Input for this task
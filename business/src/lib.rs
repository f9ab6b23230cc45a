//! Business layer of the flagdrop client: dropped-file screening, concurrent
//! flag-icon uploads with per-file progress and cancellation, and the settled
//! add/delete reconciliation reported back to the owning form.
//!
//! The layer is UI-free by design. Rendering code reads slot data (progress
//! percent, error text, preview source) out of the manager's store and draws
//! whatever it likes; nothing here depends on a widget toolkit.

pub mod config;
pub mod http;
pub mod uploader;

pub use config::UploaderConfig;
pub use http::{Client, HttpError, Response};
pub use uploader::{
    CandidateFile, DropOutcome, FileField, PreviewSource, RejectedFile, SettledFiles, SlotId,
    SlotPhase, UploadBatch, UploadError, UploadManager, UploadSlot,
};
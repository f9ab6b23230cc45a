//! HTTP client for the admin API.
//!
//! A thin layer over `reqwest` shaped for the upload pipeline:
//! - [`Client`] is an explicit factory parameterized by a bearer token, so
//!   authentication is injected rather than read from ambient state.
//! - [`RequestBuilder`] supports multipart file bodies streamed in chunks,
//!   reporting sent/total bytes through a progress callback.
//! - Requests are cancellable mid-flight via a `CancellationToken`; a
//!   cancelled request settles as [`HttpError::Cancelled`], which callers
//!   must keep distinct from a transport failure.

use std::collections::HashMap;
use std::sync::Arc;

use tokio_util::sync::CancellationToken;

/// HTTP method for requests.
#[derive(Debug, Clone, Copy, PartialEq, Eq)]
pub enum Method {
    Get,
    Post,
    Put,
    Delete,
}

/// A simplified HTTP response holding only owned data.
#[derive(Debug, Clone)]
pub struct Response {
    /// HTTP status code
    pub status: u16,
    /// Response headers (lowercased keys)
    pub headers: HashMap<String, String>,
    /// Response body as bytes
    pub body: Vec<u8>,
}

impl Response {
    /// Returns true if the status code is in the 2xx range.
    pub fn is_success(&self) -> bool {
        (200..300).contains(&self.status)
    }

    /// Get a header value by name (case-insensitive).
    pub fn header(&self, name: &str) -> Option<&str> {
        self.headers.get(&name.to_lowercase()).map(|s| s.as_str())
    }

    /// Attempt to parse the body as UTF-8 text.
    pub fn text(&self) -> Result<String, std::string::FromUtf8Error> {
        String::from_utf8(self.body.clone())
    }

    /// Attempt to deserialize the body as JSON.
    pub fn json<T: serde::de::DeserializeOwned>(&self) -> Result<T, serde_json::Error> {
        serde_json::from_slice(&self.body)
    }
}

/// HTTP client error.
#[derive(Debug, Clone, PartialEq, Eq, thiserror::Error)]
pub enum HttpError {
    /// The request was aborted through its cancellation token.
    #[error("request cancelled")]
    Cancelled,
    /// The request never produced a response (connect, DNS, reset, ...).
    #[error("transport error: {0}")]
    Transport(String),
    /// The request could not be constructed.
    #[error("invalid request: {0}")]
    InvalidRequest(String),
}

/// Result type for HTTP operations.
pub type HttpResult<T> = Result<T, HttpError>;

/// Upload progress observer: `(bytes_sent, bytes_total)`.
pub type ProgressFn = Arc<dyn Fn(u64, u64) + Send + Sync>;

/// One file attached to a multipart request.
#[derive(Debug, Clone)]
pub struct MultipartFile {
    pub field: String,
    pub filename: String,
    pub mime_type: String,
    pub bytes: Vec<u8>,
}

/// HTTP client bound to an optional bearer token.
///
/// Every request built through an authenticated client carries an
/// `Authorization: Bearer <token>` header.
#[derive(Debug, Clone, Default)]
pub struct Client {
    bearer_token: Option<String>,
}

impl Client {
    /// Client without credentials.
    pub fn new() -> Self {
        Self::default()
    }

    /// Client that authenticates with the given bearer token.
    pub fn with_bearer(token: impl Into<String>) -> Self {
        Self {
            bearer_token: Some(token.into()),
        }
    }

    pub fn get(&self, url: impl Into<String>) -> RequestBuilder {
        self.request(Method::Get, url)
    }

    pub fn post(&self, url: impl Into<String>) -> RequestBuilder {
        self.request(Method::Post, url)
    }

    pub fn put(&self, url: impl Into<String>) -> RequestBuilder {
        self.request(Method::Put, url)
    }

    pub fn delete(&self, url: impl Into<String>) -> RequestBuilder {
        self.request(Method::Delete, url)
    }

    fn request(&self, method: Method, url: impl Into<String>) -> RequestBuilder {
        let builder = RequestBuilder::new(method, url);
        match &self.bearer_token {
            Some(token) => builder.header("Authorization", format!("Bearer {token}")),
            None => builder,
        }
    }
}

/// A builder for constructing HTTP requests.
pub struct RequestBuilder {
    method: Method,
    url: String,
    headers: HashMap<String, String>,
    body: Option<Vec<u8>>,
    multipart: Option<MultipartFile>,
    progress: Option<ProgressFn>,
    cancel: Option<CancellationToken>,
}

impl RequestBuilder {
    fn new(method: Method, url: impl Into<String>) -> Self {
        Self {
            method,
            url: url.into(),
            headers: HashMap::new(),
            body: None,
            multipart: None,
            progress: None,
            cancel: None,
        }
    }

    /// Add a header to the request.
    pub fn header(mut self, name: impl Into<String>, value: impl Into<String>) -> Self {
        self.headers.insert(name.into(), value.into());
        self
    }

    /// Set the request body as raw bytes.
    pub fn body(mut self, body: impl Into<Vec<u8>>) -> Self {
        self.body = Some(body.into());
        self
    }

    /// Set the request body as JSON.
    pub fn json<T: serde::Serialize>(mut self, value: &T) -> Result<Self, serde_json::Error> {
        let json_bytes = serde_json::to_vec(value)?;
        self.body = Some(json_bytes);
        self.headers
            .insert("content-type".to_string(), "application/json".to_string());
        Ok(self)
    }

    /// Attach a file as a multipart body. Takes precedence over [`body`].
    ///
    /// [`body`]: RequestBuilder::body
    pub fn multipart(mut self, file: MultipartFile) -> Self {
        self.multipart = Some(file);
        self
    }

    /// Observe upload progress as `(bytes_sent, bytes_total)`.
    ///
    /// Only fires for multipart bodies; the callback runs on the runtime
    /// driving the request, so it must not block.
    pub fn on_progress(mut self, progress: impl Fn(u64, u64) + Send + Sync + 'static) -> Self {
        self.progress = Some(Arc::new(progress));
        self
    }

    /// Abort the request when `token` is cancelled.
    pub fn cancel_token(mut self, token: CancellationToken) -> Self {
        self.cancel = Some(token);
        self
    }

    /// Send the request.
    ///
    /// If a cancellation token was attached and fires first, the result is
    /// `Err(HttpError::Cancelled)` and the connection is dropped.
    pub async fn send(self) -> HttpResult<Response> {
        let cancel = self.cancel.clone();
        let request = self.send_inner();
        match cancel {
            Some(token) => {
                tokio::select! {
                    biased;
                    _ = token.cancelled() => Err(HttpError::Cancelled),
                    result = request => result,
                }
            }
            None => request.await,
        }
    }

    async fn send_inner(self) -> HttpResult<Response> {
        let client = reqwest::Client::new();

        let mut request = match self.method {
            Method::Get => client.get(&self.url),
            Method::Post => client.post(&self.url),
            Method::Put => client.put(&self.url),
            Method::Delete => client.delete(&self.url),
        };

        for (name, value) in &self.headers {
            request = request.header(name, value);
        }

        if let Some(file) = self.multipart {
            let total = file.bytes.len() as u64;
            let body = match self.progress {
                Some(progress) => progress_body(file.bytes, total, progress),
                None => reqwest::Body::from(file.bytes),
            };
            let part = reqwest::multipart::Part::stream_with_length(body, total)
                .file_name(file.filename)
                .mime_str(&file.mime_type)
                .map_err(|e| HttpError::InvalidRequest(e.to_string()))?;
            let form = reqwest::multipart::Form::new().part(file.field, part);
            request = request.multipart(form);
        } else if let Some(body) = self.body {
            request = request.body(body);
        }

        let response = request
            .send()
            .await
            .map_err(|e| HttpError::Transport(e.to_string()))?;

        // Extract status and headers before consuming the response
        let status = response.status().as_u16();
        let mut headers = HashMap::new();
        for (name, value) in response.headers() {
            if let Ok(v) = value.to_str() {
                headers.insert(name.as_str().to_lowercase(), v.to_string());
            }
        }

        let body = response
            .bytes()
            .await
            .map_err(|e| HttpError::Transport(e.to_string()))?
            .to_vec();

        Ok(Response {
            status,
            headers,
            body,
        })
    }
}

const UPLOAD_CHUNK: usize = 64 * 1024;

fn chunk_bytes(bytes: &[u8]) -> Vec<Vec<u8>> {
    bytes.chunks(UPLOAD_CHUNK).map(<[u8]>::to_vec).collect()
}

/// Wrap file bytes in a chunked stream that reports cumulative progress as
/// each chunk is handed to the transport.
fn progress_body(bytes: Vec<u8>, total: u64, progress: ProgressFn) -> reqwest::Body {
    let chunks = chunk_bytes(&bytes);
    let mut sent = 0u64;
    let stream = futures::stream::iter(chunks.into_iter().map(move |chunk| {
        sent += chunk.len() as u64;
        progress(sent, total);
        Ok::<Vec<u8>, std::convert::Infallible>(chunk)
    }));
    reqwest::Body::wrap_stream(stream)
}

Work required
Could you please retype the lines from the start of the data through the line with "a transport failure.", both included, and nothing else?

The answer
filename business/src/lib.rs
repository f9ab6b23230cc45a
//! Business layer of the flagdrop client: dropped-file screening, concurrent
//! flag-icon uploads with per-file progress and cancellation, and the settled
//! add/delete reconciliation reported back to the owning form.
//!
//! The layer is UI-free by design. Rendering code reads slot data (progress
//! percent, error text, preview source) out of the manager's store and draws
//! whatever it likes; nothing here depends on a widget toolkit.

pub mod config;
pub mod http;
pub mod uploader;

pub use config::UploaderConfig;
pub use http::{Client, HttpError, Response};
pub use uploader::{
    CandidateFile, DropOutcome, FileField, PreviewSource, RejectedFile, SettledFiles, SlotId,
    SlotPhase, UploadBatch, UploadError, UploadManager, UploadSlot,
};
repository f9ab6b23230cc45a
//! HTTP client for the admin API.
//!
//! A thin layer over `reqwest` shaped for the upload pipeline:
//! - [`Client`] is an explicit factory parameterized by a bearer token, so
//!   authentication is injected rather than read from ambient state.
//! - [`RequestBuilder`] supports multipart file bodies streamed in chunks,
//!   reporting sent/total bytes through a progress callback.
//! - Requests are cancellable mid-flight via a `CancellationToken`; a
//!   cancelled request settles as [`HttpError::Cancelled`], which callers
//!   must keep distinct from a transport failure.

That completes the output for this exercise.